*Task inputs:*
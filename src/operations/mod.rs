// src/operations/mod.rs

//! Operations a [`Circuit`](crate::Circuit) can hold.
//!
//! All of them are basis permutations, so every operation has an exact
//! adjoint and the engine never does amplitude arithmetic.

use crate::core::QubitId;
use crate::permutation::PermutationTable;

#[derive(Debug, Clone, PartialEq)]
pub enum Operation {
    /// Bit flip of a single qubit (the permutation [1, 0]).
    Flip {
        target: QubitId,
    },

    /// A fixed permutation applied to an explicit register.
    ///
    /// The table is certified before it is applied.
    PermuteBasis {
        /// Register bit `j` is `targets[j]`.
        targets: Vec<QubitId>,
        table: PermutationTable,
        inverse: bool,
    },

    /// An oracle resolved through the [`OracleRegistry`](crate::OracleRegistry)
    /// at run time and applied as `(x, y) -> (x, oracle(parameter, x, y))`.
    EmulatedOracle {
        /// Registry key of the oracle.
        operation_id: String,
        /// Runtime argument handed to the oracle (e.g. the tree's layer count).
        parameter: u64,
        /// Input register, least significant bit first.
        inputs: Vec<QubitId>,
        /// Accumulator qubit receiving the oracle's output.
        accumulator: QubitId,
        /// Apply the inverse permutation.
        inverse: bool,
    },

    /// Hands a qubit back; it must be in |0> and cannot be addressed again.
    Release {
        target: QubitId,
    },
}

impl Operation {
    /// Returns every qubit id mentioned in the operation's parameters.
    pub fn involved_qubits(&self) -> Vec<QubitId> {
        match self {
            Operation::Flip { target } | Operation::Release { target } => vec![*target],
            Operation::PermuteBasis { targets, .. } => targets.clone(),
            Operation::EmulatedOracle { inputs, accumulator, .. } => {
                let mut qubits = inputs.clone();
                qubits.push(*accumulator);
                qubits
            }
        }
    }

    /// The operation undoing this one.
    ///
    /// Flips are their own inverse; permutations toggle their `inverse`
    /// flag. A release has no adjoint and is returned unchanged.
    pub fn adjoint(&self) -> Operation {
        match self {
            Operation::PermuteBasis { targets, table, inverse } => Operation::PermuteBasis {
                targets: targets.clone(),
                table: table.clone(),
                inverse: !inverse,
            },
            Operation::EmulatedOracle { operation_id, parameter, inputs, accumulator, inverse } => {
                Operation::EmulatedOracle {
                    operation_id: operation_id.clone(),
                    parameter: *parameter,
                    inputs: inputs.clone(),
                    accumulator: *accumulator,
                    inverse: !inverse,
                }
            }
            Operation::Flip { .. } | Operation::Release { .. } => self.clone(),
        }
    }
}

*Work required:* Once you reach the line containing "undoing this one.", output that line and each one after it exactly, ending with the final line of the listing and adding nothing else.

*Task answer:*
    /// The operation undoing this one.
    ///
    /// Flips are their own inverse; permutations toggle their `inverse`
    /// flag. A release has no adjoint and is returned unchanged.
    pub fn adjoint(&self) -> Operation {
        match self {
            Operation::PermuteBasis { targets, table, inverse } => Operation::PermuteBasis {
                targets: targets.clone(),
                table: table.clone(),
                inverse: !inverse,
            },
            Operation::EmulatedOracle { operation_id, parameter, inputs, accumulator, inverse } => {
                Operation::EmulatedOracle {
                    operation_id: operation_id.clone(),
                    parameter: *parameter,
                    inputs: inputs.clone(),
                    accumulator: *accumulator,
                    inverse: !inverse,
                }
            }
            Operation::Flip { .. } | Operation::Release { .. } => self.clone(),
        }
    }
}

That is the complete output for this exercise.